__Data extracts__:
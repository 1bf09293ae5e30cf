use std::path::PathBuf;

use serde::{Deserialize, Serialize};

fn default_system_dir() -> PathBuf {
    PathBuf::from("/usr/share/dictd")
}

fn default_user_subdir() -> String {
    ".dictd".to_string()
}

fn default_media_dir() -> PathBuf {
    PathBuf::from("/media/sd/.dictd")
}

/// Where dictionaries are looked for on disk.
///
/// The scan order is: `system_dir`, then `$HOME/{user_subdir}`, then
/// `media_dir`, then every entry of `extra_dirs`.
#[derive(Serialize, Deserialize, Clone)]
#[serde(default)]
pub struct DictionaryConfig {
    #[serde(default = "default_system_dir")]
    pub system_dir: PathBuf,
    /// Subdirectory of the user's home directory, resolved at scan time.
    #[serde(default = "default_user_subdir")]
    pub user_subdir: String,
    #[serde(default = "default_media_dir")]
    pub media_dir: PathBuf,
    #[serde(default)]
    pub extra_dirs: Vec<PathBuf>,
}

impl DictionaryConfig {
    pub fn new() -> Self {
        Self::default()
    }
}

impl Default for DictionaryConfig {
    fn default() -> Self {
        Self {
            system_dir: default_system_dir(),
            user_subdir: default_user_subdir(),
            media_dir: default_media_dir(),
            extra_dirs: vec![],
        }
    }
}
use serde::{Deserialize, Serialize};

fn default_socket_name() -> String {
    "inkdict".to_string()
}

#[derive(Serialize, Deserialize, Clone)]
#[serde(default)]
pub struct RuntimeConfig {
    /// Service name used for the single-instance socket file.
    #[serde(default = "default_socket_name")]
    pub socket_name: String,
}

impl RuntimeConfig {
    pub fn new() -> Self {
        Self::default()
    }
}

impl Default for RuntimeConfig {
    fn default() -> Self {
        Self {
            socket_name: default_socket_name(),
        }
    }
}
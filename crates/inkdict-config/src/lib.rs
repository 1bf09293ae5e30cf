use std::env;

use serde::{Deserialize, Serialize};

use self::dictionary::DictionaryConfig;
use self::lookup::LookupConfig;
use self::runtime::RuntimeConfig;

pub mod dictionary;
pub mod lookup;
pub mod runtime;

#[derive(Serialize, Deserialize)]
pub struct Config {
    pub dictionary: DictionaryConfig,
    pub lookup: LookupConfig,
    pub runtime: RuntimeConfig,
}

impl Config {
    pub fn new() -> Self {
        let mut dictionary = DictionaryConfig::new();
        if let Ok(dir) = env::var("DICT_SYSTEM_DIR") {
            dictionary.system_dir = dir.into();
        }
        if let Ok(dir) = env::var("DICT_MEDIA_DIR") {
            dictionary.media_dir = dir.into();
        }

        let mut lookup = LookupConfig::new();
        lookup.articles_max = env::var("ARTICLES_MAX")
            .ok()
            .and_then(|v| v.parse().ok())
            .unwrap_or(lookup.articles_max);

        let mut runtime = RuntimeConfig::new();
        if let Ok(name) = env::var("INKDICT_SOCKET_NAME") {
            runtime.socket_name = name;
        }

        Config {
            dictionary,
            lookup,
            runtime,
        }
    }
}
---
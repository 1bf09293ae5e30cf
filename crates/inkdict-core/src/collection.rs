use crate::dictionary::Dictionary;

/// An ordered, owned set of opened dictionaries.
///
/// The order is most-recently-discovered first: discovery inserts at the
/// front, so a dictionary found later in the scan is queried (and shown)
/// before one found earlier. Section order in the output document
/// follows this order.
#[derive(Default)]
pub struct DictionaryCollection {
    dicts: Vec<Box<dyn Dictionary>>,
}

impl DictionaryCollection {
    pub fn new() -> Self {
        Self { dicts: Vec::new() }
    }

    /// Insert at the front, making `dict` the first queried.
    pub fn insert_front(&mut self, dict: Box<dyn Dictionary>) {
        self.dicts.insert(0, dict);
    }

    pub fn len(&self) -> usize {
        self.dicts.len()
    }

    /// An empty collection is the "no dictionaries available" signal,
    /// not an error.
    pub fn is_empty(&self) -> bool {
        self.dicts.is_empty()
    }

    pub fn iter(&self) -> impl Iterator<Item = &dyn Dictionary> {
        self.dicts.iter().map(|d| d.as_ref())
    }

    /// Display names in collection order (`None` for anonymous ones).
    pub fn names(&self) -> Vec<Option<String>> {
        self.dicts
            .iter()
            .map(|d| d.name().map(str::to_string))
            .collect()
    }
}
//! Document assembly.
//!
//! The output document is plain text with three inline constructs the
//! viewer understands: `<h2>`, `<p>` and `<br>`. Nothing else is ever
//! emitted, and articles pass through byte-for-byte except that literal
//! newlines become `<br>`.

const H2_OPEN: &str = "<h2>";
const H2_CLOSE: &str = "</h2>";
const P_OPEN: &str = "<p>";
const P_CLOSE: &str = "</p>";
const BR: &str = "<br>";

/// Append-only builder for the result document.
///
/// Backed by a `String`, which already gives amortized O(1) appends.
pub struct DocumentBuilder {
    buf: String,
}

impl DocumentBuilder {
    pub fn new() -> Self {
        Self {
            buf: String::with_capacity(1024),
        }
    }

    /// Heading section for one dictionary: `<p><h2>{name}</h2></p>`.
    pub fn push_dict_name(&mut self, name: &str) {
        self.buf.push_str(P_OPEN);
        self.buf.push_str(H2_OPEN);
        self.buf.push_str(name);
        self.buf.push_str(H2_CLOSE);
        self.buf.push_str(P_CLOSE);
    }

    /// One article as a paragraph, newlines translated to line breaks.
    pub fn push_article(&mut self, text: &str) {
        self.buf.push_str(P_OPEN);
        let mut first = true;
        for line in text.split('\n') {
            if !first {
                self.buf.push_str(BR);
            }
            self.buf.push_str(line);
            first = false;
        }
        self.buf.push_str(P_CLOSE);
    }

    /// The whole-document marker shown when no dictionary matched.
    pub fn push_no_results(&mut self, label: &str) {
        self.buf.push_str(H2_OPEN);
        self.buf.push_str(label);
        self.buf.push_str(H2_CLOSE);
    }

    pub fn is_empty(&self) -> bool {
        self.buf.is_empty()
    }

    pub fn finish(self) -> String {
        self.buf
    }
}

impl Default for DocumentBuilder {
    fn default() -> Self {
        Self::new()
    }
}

__Work required__: In the material above, please count the lines that hold the word "text" and answer with only that number.

__Expected answer__: 3